→ EXERCISE REQUIREMENTS: Word for word, restate the lines from the start of the data below through the line containing "visuals.override_text_color = Some(TEXT_PRIMARY);".

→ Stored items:
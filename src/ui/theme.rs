use egui::{Color32, FontFamily, FontId, Rounding, Stroke, Style, TextStyle, Visuals};

// Navy palette picked to sit on top of the background gradient.
pub const BG_DEEP: Color32 = Color32::from_rgb(15, 31, 61);
pub const BG_PANEL: Color32 = Color32::from_rgba_premultiplied(12, 24, 48, 235);
pub const BG_WIDGET: Color32 = Color32::from_rgb(30, 48, 90);
pub const BG_WIDGET_HOVER: Color32 = Color32::from_rgb(44, 66, 118);
pub const BG_WIDGET_ACTIVE: Color32 = Color32::from_rgb(56, 85, 148);

pub const TEXT_PRIMARY: Color32 = Color32::from_rgb(214, 222, 240);
pub const TEXT_MUTED: Color32 = Color32::from_rgb(140, 156, 190);

pub const ACCENT_PINK: Color32 = Color32::from_rgb(255, 102, 153);
pub const ACCENT_GREEN: Color32 = Color32::from_rgb(68, 204, 136);
pub const ACCENT_PURPLE: Color32 = Color32::from_rgb(153, 95, 211);
pub const ACCENT_ORANGE: Color32 = Color32::from_rgb(230, 160, 60);
pub const ACCENT_RED: Color32 = Color32::from_rgb(210, 70, 70);

pub const BORDER_SUBTLE: Color32 = Color32::from_rgba_premultiplied(90, 110, 170, 90);
pub const BORDER_ACCENT: Color32 = Color32::from_rgb(126, 151, 206);

fn widget(bg: Color32, stroke: Stroke, fg: Color32, expansion: f32) -> egui::style::WidgetVisuals {
    egui::style::WidgetVisuals {
        bg_fill: bg,
        weak_bg_fill: bg,
        bg_stroke: stroke,
        rounding: Rounding::same(5.0),
        fg_stroke: Stroke::new(1.0, fg),
        expansion,
    }
}

pub fn apply_theme(ctx: &egui::Context) {
    let mut style = Style::default();

    let mut visuals = Visuals::dark();
    visuals.override_text_color = Some(TEXT_PRIMARY);
    visuals.widgets = egui::style::Widgets {
        noninteractive: widget(BG_PANEL, Stroke::new(1.0, BORDER_SUBTLE), TEXT_MUTED, 0.0),
        inactive: widget(BG_WIDGET, Stroke::new(1.0, BORDER_SUBTLE), TEXT_PRIMARY, 0.0),
        hovered: widget(BG_WIDGET_HOVER, Stroke::new(1.0, BORDER_ACCENT), Color32::WHITE, 1.0),
        active: widget(BG_WIDGET_ACTIVE, Stroke::new(2.0, ACCENT_PURPLE), Color32::WHITE, 1.0),
        open: widget(BG_WIDGET_ACTIVE, Stroke::new(1.0, BORDER_ACCENT), Color32::WHITE, 0.0),
    };
    visuals.selection = egui::style::Selection {
        bg_fill: ACCENT_PURPLE.gamma_multiply(0.5),
        stroke: Stroke::new(1.0, ACCENT_PURPLE),
    };
    visuals.extreme_bg_color = BG_DEEP;
    visuals.faint_bg_color = BG_PANEL;
    visuals.warn_fg_color = ACCENT_ORANGE;
    visuals.error_fg_color = ACCENT_RED;
    visuals.window_fill = BG_PANEL;
    visuals.window_stroke = Stroke::new(1.0, BORDER_SUBTLE);
    visuals.window_rounding = Rounding::same(8.0);
    visuals.panel_fill = BG_PANEL;
    visuals.slider_trailing_fill = true;
    visuals.handle_shape = egui::style::HandleShape::Circle;
    style.visuals = visuals;

    style.spacing.item_spacing = egui::vec2(8.0, 6.0);
    style.spacing.button_padding = egui::vec2(10.0, 5.0);
    style.spacing.slider_width = 180.0;

    style.text_styles = [
        (TextStyle::Small, FontId::new(11.0, FontFamily::Proportional)),
        (TextStyle::Body, FontId::new(14.0, FontFamily::Proportional)),
        (TextStyle::Button, FontId::new(14.0, FontFamily::Proportional)),
        (TextStyle::Heading, FontId::new(20.0, FontFamily::Proportional)),
        (TextStyle::Monospace, FontId::new(12.0, FontFamily::Monospace)),
    ]
    .into();

    ctx.set_style(style);
}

→ ANSWER TO THE PROBLEM:
filename src/ui/theme.rs
use egui::{Color32, FontFamily, FontId, Rounding, Stroke, Style, TextStyle, Visuals};

// Navy palette picked to sit on top of the background gradient.
pub const BG_DEEP: Color32 = Color32::from_rgb(15, 31, 61);
pub const BG_PANEL: Color32 = Color32::from_rgba_premultiplied(12, 24, 48, 235);
pub const BG_WIDGET: Color32 = Color32::from_rgb(30, 48, 90);
pub const BG_WIDGET_HOVER: Color32 = Color32::from_rgb(44, 66, 118);
pub const BG_WIDGET_ACTIVE: Color32 = Color32::from_rgb(56, 85, 148);

pub const TEXT_PRIMARY: Color32 = Color32::from_rgb(214, 222, 240);
pub const TEXT_MUTED: Color32 = Color32::from_rgb(140, 156, 190);

pub const ACCENT_PINK: Color32 = Color32::from_rgb(255, 102, 153);
pub const ACCENT_GREEN: Color32 = Color32::from_rgb(68, 204, 136);
pub const ACCENT_PURPLE: Color32 = Color32::from_rgb(153, 95, 211);
pub const ACCENT_ORANGE: Color32 = Color32::from_rgb(230, 160, 60);
pub const ACCENT_RED: Color32 = Color32::from_rgb(210, 70, 70);

pub const BORDER_SUBTLE: Color32 = Color32::from_rgba_premultiplied(90, 110, 170, 90);
pub const BORDER_ACCENT: Color32 = Color32::from_rgb(126, 151, 206);

fn widget(bg: Color32, stroke: Stroke, fg: Color32, expansion: f32) -> egui::style::WidgetVisuals {
    egui::style::WidgetVisuals {
        bg_fill: bg,
        weak_bg_fill: bg,
        bg_stroke: stroke,
        rounding: Rounding::same(5.0),
        fg_stroke: Stroke::new(1.0, fg),
        expansion,
    }
}

pub fn apply_theme(ctx: &egui::Context) {
    let mut style = Style::default();

    let mut visuals = Visuals::dark();
    visuals.override_text_color = Some(TEXT_PRIMARY);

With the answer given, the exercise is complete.